The brains of kids and adolescents might be even more susceptible to the effects of a concussion than older athletes, the Council writes. And while some athletes might want to “tough it out” after getting hit in the head, the Council recommends a gradual increase in activity once symptoms go away - and urges that kids who suffer concussions should never return to a game or practice the same day.

Athletes, parents, and coaches need to be aware of concussion symptoms, as well as the harms of not properly treating head injuries, according to the recommendations.

Sport-related concussions often happen after a blow to the head or neck - such as when a soccer player hits her head on the goal post or collides head-on with another player.

The symptoms, which might take a few hours to show up, include headache, nausea, sensitivity to light and noise, or depression and anxiety, the Council says. Some but not all athletes with concussions lose consciousness.

“We’re relying on an athlete reporting symptoms,” Dr. Mark Halstead, director of the Sports Concussion Program at Washington University in St. Louis and one of the report’s authors, told Reuters Health. “There’s obvious (concussions) where a kid gets knocked out.” But, for “the majority, the kid ... may not realize they’ve had one.”

On the field, coaches and trainers should first rule out the possibility of a spine injury, according to the Council recommendations, then should test the athlete’s mental functioning by asking questions such as, “What team did you play last week?” Athletes that do show signs of a concussion should be monitored closely to make sure they don’t get worse.

If a concussion is confirmed, kids need to rest - both physically and mentally, the Council says. Because schoolwork and reading can make symptoms worse, parents should consider taking kids out of school while they recover and discourage their child from any other mental overexertion, including playing video games or watching TV.

Once kids have no more symptoms, they can slowly start being more active - as long as the symptoms don’t return. It might take up to ten days for all symptoms to disappear. Before kids start practicing sports again, they should be checked by a doctor to make sure they’re ready.

When kids return to play before they are healed from a first concussion, they risk second-impact syndrome: when a second blow to the head can mean serious brain injury.

In their emergency room study, Bakhos and her colleagues found that the rate of concussions was highest in kids who played football and ice hockey.
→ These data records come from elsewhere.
static TAG_LINE_RE: LazyLock<Regex> = LazyLock::new(|| {
    Regex::new(r"\bPRODUCT_(\d+)_(NAME|REASON|CONFIDENCE|CATEGORIES|PRICE|LINK):(.*)$")
        .expect("valid regex")
});
static CONFIDENCE_RE: LazyLock<Regex> =
    LazyLock::new(|| Regex::new(r"^(?:[0-9]+(?:\.[0-9]+)?|\.[0-9]+)").expect("valid regex"));
static PRICE_RE: LazyLock<Regex> =
    LazyLock::new(|| Regex::new(r"^(low|medium|high)").expect("valid regex"));

#[derive(Debug, thiserror::Error)]
pub enum ExtractError {
    #[error(transparent)]
    Completion(#[from] OpenAiClientError),

    #[error("no valid suggestions parsed from completion")]
    NothingParsed,
}

pub struct SuggestionExtractor {
    openai: Arc<OpenAiClient>,
    settings: CompletionSettings,
}

impl SuggestionExtractor {
    pub fn new(openai: Arc<OpenAiClient>, settings: CompletionSettings) -> Self {
        Self { openai, settings }
    }

    pub fn has_credential(&self) -> bool {
        self.openai.has_credential()
    }

    /// Never empty: failures become [`sentinel_record`].
    pub async fn extract(
        &self,
        query: &str,
        content: &str,
        language: &str,
    ) -> Vec<SuggestionRecord> {
        match self.try_extract(query, content, language).await {
            Ok(records) => records,
            Err(e) => {
                warn!(error = %e, query, "suggestion extraction failed, returning sentinel");
                vec![sentinel_record()]
            }
        }
    }

    pub async fn try_extract(
        &self,
        query: &str,
        content: &str,
        language: &str,
    ) -> Result<Vec<SuggestionRecord>, ExtractError> {
        let request = ChatCompletionRequest {
            model: self.settings.model.clone(),
            messages: vec![
                Message::system(system_prompt(query, language)),
                Message::user(user_prompt(query, content)),
            ],
            temperature: Some(self.settings.temperature),
            max_tokens: Some(self.settings.max_tokens),
        };

        let text = self.openai.complete_text(&request).await?;
        let records = parse_suggestions(&text);
        info!(
            model = %self.settings.model,
            parsed = records.len(),
            "completion parsed"
        );
        if records.is_empty() {
            return Err(ExtractError::NothingParsed);
        }
        Ok(records)
    }
}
According to their data, more than twice as many kids visited the emergency room for concussions suffered during organized sports in 2007 than in 1997 - even though fewer kids were involved in team sports than a decade earlier.

Off the field, the most concussions came from bike riding, skiing, and playground injures.
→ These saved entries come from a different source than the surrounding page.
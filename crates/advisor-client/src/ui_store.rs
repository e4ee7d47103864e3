//! UI preferences: theme, language, layout, search history and display settings.
//!
//! Initialization has two phases. [`UiStore::load`] reads persisted values and
//! touches nothing interactive, so it is safe during pre-rendering.
//! [`UiStore::attach`] is only called once an interactive display exists; it resolves
//! `auto` against the system preference and starts reacting to its changes.

use std::fmt;
use std::str::FromStr;

use serde::{Deserialize, Serialize};
use tracing::{debug, warn};

use crate::persistence::PreferenceStore;

pub const THEME_KEY: &str = "ui-theme";
pub const LANGUAGE_KEY: &str = "ui-language";
pub const LAYOUT_KEY: &str = "ui-layout";
pub const SEARCH_HISTORY_KEY: &str = "ui-search-history";
pub const PREFERENCES_KEY: &str = "ui-preferences";

pub const MAX_SEARCH_HISTORY: usize = 20;
pub const RECENT_SEARCHES: usize = 5;

#[derive(Debug, Clone, Copy, PartialEq, Eq, Default)]
pub enum Theme {
    #[default]
    Light,
    Dark,
    Auto,
}

impl Theme {
    pub fn as_str(&self) -> &'static str {
        match self {
            Theme::Light => "light",
            Theme::Dark => "dark",
            Theme::Auto => "auto",
        }
    }

    /// light -> dark -> auto -> light
    pub fn next(&self) -> Theme {
        match self {
            Theme::Light => Theme::Dark,
            Theme::Dark => Theme::Auto,
            Theme::Auto => Theme::Light,
        }
    }
}

impl FromStr for Theme {
    type Err = String;

    fn from_str(s: &str) -> Result<Self, Self::Err> {
        match s {
            "light" => Ok(Theme::Light),
            "dark" => Ok(Theme::Dark),
            "auto" => Ok(Theme::Auto),
            other => Err(format!("unknown theme: {other}")),
        }
    }
}

#[derive(Debug, Clone, Copy, PartialEq, Eq, Default)]
pub enum Language {
    #[default]
    En,
    Hu,
}

impl Language {
    pub fn as_str(&self) -> &'static str {
        match self {
            Language::En => "en",
            Language::Hu => "hu",
        }
    }
}

impl FromStr for Language {
    type Err = String;

    fn from_str(s: &str) -> Result<Self, Self::Err> {
        match s {
            "en" => Ok(Language::En),
            "hu" => Ok(Language::Hu),
            other => Err(format!("unsupported language: {other}")),
        }
    }
}

impl fmt::Display for Language {
    fn fmt(&self, f: &mut fmt::Formatter<'_>) -> fmt::Result {
        f.write_str(self.as_str())
    }
}

#[derive(Debug, Clone, Copy, PartialEq, Eq, Default)]
pub enum Layout {
    #[default]
    Grid,
    List,
}

impl Layout {
    pub fn as_str(&self) -> &'static str {
        match self {
            Layout::Grid => "grid",
            Layout::List => "list",
        }
    }

    pub fn toggled(&self) -> Layout {
        match self {
            Layout::Grid => Layout::List,
            Layout::List => Layout::Grid,
        }
    }
}

impl FromStr for Layout {
    type Err = String;

    fn from_str(s: &str) -> Result<Self, Self::Err> {
        match s {
            "grid" => Ok(Layout::Grid),
            "list" => Ok(Layout::List),
            other => Err(format!("unknown layout: {other}")),
        }
    }
}

/// Theme actually applied to the display once `auto` is resolved.
#[derive(Debug, Clone, Copy, PartialEq, Eq)]
pub enum ResolvedTheme {
    Light,
    Dark,
}

#[derive(Debug, Clone, PartialEq, Serialize, Deserialize)]
#[serde(rename_all = "camelCase", default)]
pub struct DisplayPreferences {
    pub max_results: u32,
    pub enable_animations: bool,
    pub compact_mode: bool,
    pub show_confidence: bool,
    /// When false, preference updates stay in memory only.
    pub auto_save: bool,
}

impl Default for DisplayPreferences {
    fn default() -> Self {
        Self {
            max_results: 3,
            enable_animations: true,
            compact_mode: false,
            show_confidence: true,
            auto_save: true,
        }
    }
}

#[derive(Debug, Clone, Default, PartialEq)]
pub struct PreferencesPatch {
    pub max_results: Option<u32>,
    pub enable_animations: Option<bool>,
    pub compact_mode: Option<bool>,
    pub show_confidence: Option<bool>,
    pub auto_save: Option<bool>,
}

impl DisplayPreferences {
    pub fn apply(&mut self, patch: PreferencesPatch) {
        if let Some(v) = patch.max_results {
            self.max_results = v;
        }
        if let Some(v) = patch.enable_animations {
            self.enable_animations = v;
        }
        if let Some(v) = patch.compact_mode {
            self.compact_mode = v;
        }
        if let Some(v) = patch.show_confidence {
            self.show_confidence = v;
        }
        if let Some(v) = patch.auto_save {
            self.auto_save = v;
        }
    }
}

/// An interactive display: knows the system color scheme and renders a theme.
pub trait DisplayContext: Send + Sync {
    fn prefers_dark(&self) -> bool;

    fn apply_theme(&self, theme: ResolvedTheme);
}

#[derive(Debug, Clone, Default, PartialEq)]
pub struct UiState {
    pub theme: Theme,
    pub language: Language,
    pub layout: Layout,
    /// Oldest first.
    pub search_history: Vec<String>,
    pub preferences: DisplayPreferences,
}

pub struct UiStore<S> {
    store: S,
    state: UiState,
    context: Option<Box<dyn DisplayContext>>,
}

impl<S: PreferenceStore> UiStore<S> {
    /// Phase one: read persisted values. Unknown or malformed values fall back to
    /// defaults.
    pub async fn load(store: S) -> Self {
        let theme = parse_or_default(store.get(THEME_KEY).await, THEME_KEY);
        let language = parse_or_default(store.get(LANGUAGE_KEY).await, LANGUAGE_KEY);
        let layout = parse_or_default(store.get(LAYOUT_KEY).await, LAYOUT_KEY);

        let search_history = store
            .get(SEARCH_HISTORY_KEY)
            .await
            .and_then(|raw| {
                serde_json::from_str::<Vec<String>>(&raw)
                    .inspect_err(|e| warn!(error = %e, "malformed search history, starting empty"))
                    .ok()
            })
            .unwrap_or_default();

        let preferences = store
            .get(PREFERENCES_KEY)
            .await
            .and_then(|raw| {
                serde_json::from_str::<DisplayPreferences>(&raw)
                    .inspect_err(|e| warn!(error = %e, "malformed preferences, using defaults"))
                    .ok()
            })
            .unwrap_or_default();

        Self {
            store,
            state: UiState {
                theme,
                language,
                layout,
                search_history,
                preferences,
            },
            context: None,
        }
    }

    /// Phase two: bind to an interactive display and apply the resolved theme.
    pub fn attach(&mut self, context: Box<dyn DisplayContext>) {
        self.context = Some(context);
        self.apply_theme();
    }

    /// Called by the display when the system color scheme changes.
    pub fn system_theme_changed(&self) {
        if self.state.theme == Theme::Auto {
            self.apply_theme();
        }
    }

    pub fn state(&self) -> &UiState {
        &self.state
    }

    pub fn is_dark(&self) -> bool {
        self.resolved_theme() == ResolvedTheme::Dark
    }

    /// Without an attached display, `auto` resolves to light.
    pub fn resolved_theme(&self) -> ResolvedTheme {
        match self.state.theme {
            Theme::Light => ResolvedTheme::Light,
            Theme::Dark => ResolvedTheme::Dark,
            Theme::Auto => match &self.context {
                Some(ctx) if ctx.prefers_dark() => ResolvedTheme::Dark,
                _ => ResolvedTheme::Light,
            },
        }
    }

    /// Last five searches, most recent first.
    pub fn recent_searches(&self) -> Vec<&str> {
        self.state
            .search_history
            .iter()
            .rev()
            .take(RECENT_SEARCHES)
            .map(String::as_str)
            .collect()
    }

    pub async fn set_theme(&mut self, theme: Theme) {
        self.state.theme = theme;
        self.persist(THEME_KEY, theme.as_str()).await;
        self.apply_theme();
    }

    pub async fn toggle_theme(&mut self) {
        self.set_theme(self.state.theme.next()).await;
    }

    pub async fn set_language(&mut self, language: Language) {
        self.state.language = language;
        self.persist(LANGUAGE_KEY, language.as_str()).await;
    }

    pub async fn set_layout(&mut self, layout: Layout) {
        self.state.layout = layout;
        self.persist(LAYOUT_KEY, layout.as_str()).await;
    }

    pub async fn toggle_layout(&mut self) {
        self.set_layout(self.state.layout.toggled()).await;
    }

    /// Blank queries and exact duplicates are ignored; only the newest 20 are kept.
    pub async fn add_to_search_history(&mut self, query: &str) {
        if query.trim().is_empty() || self.state.search_history.iter().any(|q| q == query) {
            return;
        }
        self.state.search_history.push(query.to_string());
        if self.state.search_history.len() > MAX_SEARCH_HISTORY {
            let excess = self.state.search_history.len() - MAX_SEARCH_HISTORY;
            self.state.search_history.drain(..excess);
        }
        self.persist_history().await;
    }

    pub async fn remove_from_search_history(&mut self, query: &str) {
        let Some(index) = self.state.search_history.iter().position(|q| q == query) else {
            return;
        };
        self.state.search_history.remove(index);
        self.persist_history().await;
    }

    pub async fn clear_search_history(&mut self) {
        self.state.search_history.clear();
        self.persist_history().await;
    }

    pub async fn update_preferences(&mut self, patch: PreferencesPatch) {
        self.state.preferences.apply(patch);
        if !self.state.preferences.auto_save {
            return;
        }
        match serde_json::to_string(&self.state.preferences) {
            Ok(raw) => self.persist(PREFERENCES_KEY, &raw).await,
            Err(e) => warn!(error = %e, "failed to encode preferences"),
        }
    }

    fn apply_theme(&self) {
        if let Some(ctx) = &self.context {
            ctx.apply_theme(self.resolved_theme());
        }
    }

    async fn persist_history(&self) {
        match serde_json::to_string(&self.state.search_history) {
            Ok(raw) => self.persist(SEARCH_HISTORY_KEY, &raw).await,
            Err(e) => warn!(error = %e, "failed to encode search history"),
        }
    }

    async fn persist(&self, key: &str, value: &str) {
        if !self.store.set(key, value).await {
            debug!(key, "preference write not persisted");
        }
    }
}

fn parse_or_default<T: FromStr + Default>(raw: Option<String>, key: &str) -> T {
    match raw {
        Some(raw) => raw.parse::<T>().unwrap_or_else(|_| {
            warn!(key, value = %raw, "unknown persisted value, using default");
            T::default()
        }),
        None => T::default(),
    }
}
The rise in emergency room visits for concussion may reflect a mixture of good and bad news, say experts.

Much of the increase could stem from parents and coaches getting better at recognizing and reporting concussions. “Concussions have always been, ‘oh, you’ve just been dinged’ ... they’ve been kind of ignored,” Halstead said. “The awareness is out there a lot more.”

It may also represent some real increase in head injuries. “Certainly it seems possible with the number of extreme sports being played in recent years, that could be playing a role in this, or a more intense style of sports participation for some kids,” Dr. Michael Kirkwood, who studies concussions at The Children’s Hospital in Aurora, Colorado, told Reuters Health.
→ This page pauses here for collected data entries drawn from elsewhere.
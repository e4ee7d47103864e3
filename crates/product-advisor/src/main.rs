mod config;
mod content;
mod error;
mod extractor;
mod http;
mod orchestrator;
mod server;

use std::sync::Arc;

use rmcp::{ServiceExt, transport::stdio};
use tokio::net::TcpListener;
use tracing::info;
use tracing_subscriber::EnvFilter;

use advisor_common::openai::OpenAiClient;
use advisor_common::webhook::sink_from_url;

use config::Config;
use content::ContentCascade;
use extractor::SuggestionExtractor;
use orchestrator::SearchOrchestrator;
use server::AdvisorMcpServer;

#[tokio::main]
async fn main() -> anyhow::Result<()> {
    // stderr keeps stdout free for MCP JSON-RPC in stdio mode
    tracing_subscriber::fmt()
        .with_env_filter(
            EnvFilter::from_default_env().add_directive(tracing::Level::INFO.into()),
        )
        .with_writer(std::io::stderr)
        .with_ansi(false)
        .init();

    info!("starting product-advisor");

    let config = Config::from_env()?;
    info!(
        listen_addr = %config.listen_addr,
        reddit_base_url = %config.reddit_base_url,
        completion_base_url = %config.openai.base_url,
        model = %config.completion.model,
        credential = config.openai.api_key.is_some(),
        webhook = config.webhook_url.is_some(),
        "configuration loaded"
    );
    if config.openai.api_key.is_none() {
        tracing::warn!("OPENROUTER_API_KEY not set, searches will fail until it is configured");
    }

    let openai = Arc::new(OpenAiClient::new(config.openai.clone())?);
    let extractor = Arc::new(SuggestionExtractor::new(openai, config.completion.clone()));
    let content = Arc::new(ContentCascade::reddit(
        &config.reddit_base_url,
        config.reddit_timeout,
    )?);
    let sink = sink_from_url(config.webhook_url.as_deref(), config.webhook_timeout);

    let orchestrator = SearchOrchestrator::new(content, extractor, sink);

    if config.mcp_stdio {
        info!("MCP server ready, serving on stdio");
        let service = AdvisorMcpServer::new(orchestrator)
            .serve(stdio())
            .await
            .inspect_err(|e| {
                tracing::error!(error = %e, "MCP server error");
            })?;
        service.waiting().await?;
        info!("MCP server shut down");
        return Ok(());
    }

    let listener = TcpListener::bind(config.listen_addr).await?;
    info!(listen_addr = %config.listen_addr, "HTTP server ready");
    axum::serve(listener, http::router(orchestrator)).await?;
    info!("HTTP server shut down");
    Ok(())
}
But he agrees that increased awareness is behind more children going to the emergency room. “For me, even though it might be concerning that these rates seem to be increasing, this is an overall positive step in concussion care,” said Kirkwood, who was not involved with the current study.

Nonetheless, there is still more education and research to be done, doctors say.

“The younger athletes, their brain is still developing,” McLeod, of the Arizona School of Health Sciences said. “We don’t really know any potential long-term consequences. We just don’t know how these impacts may or may not accumulate over time.”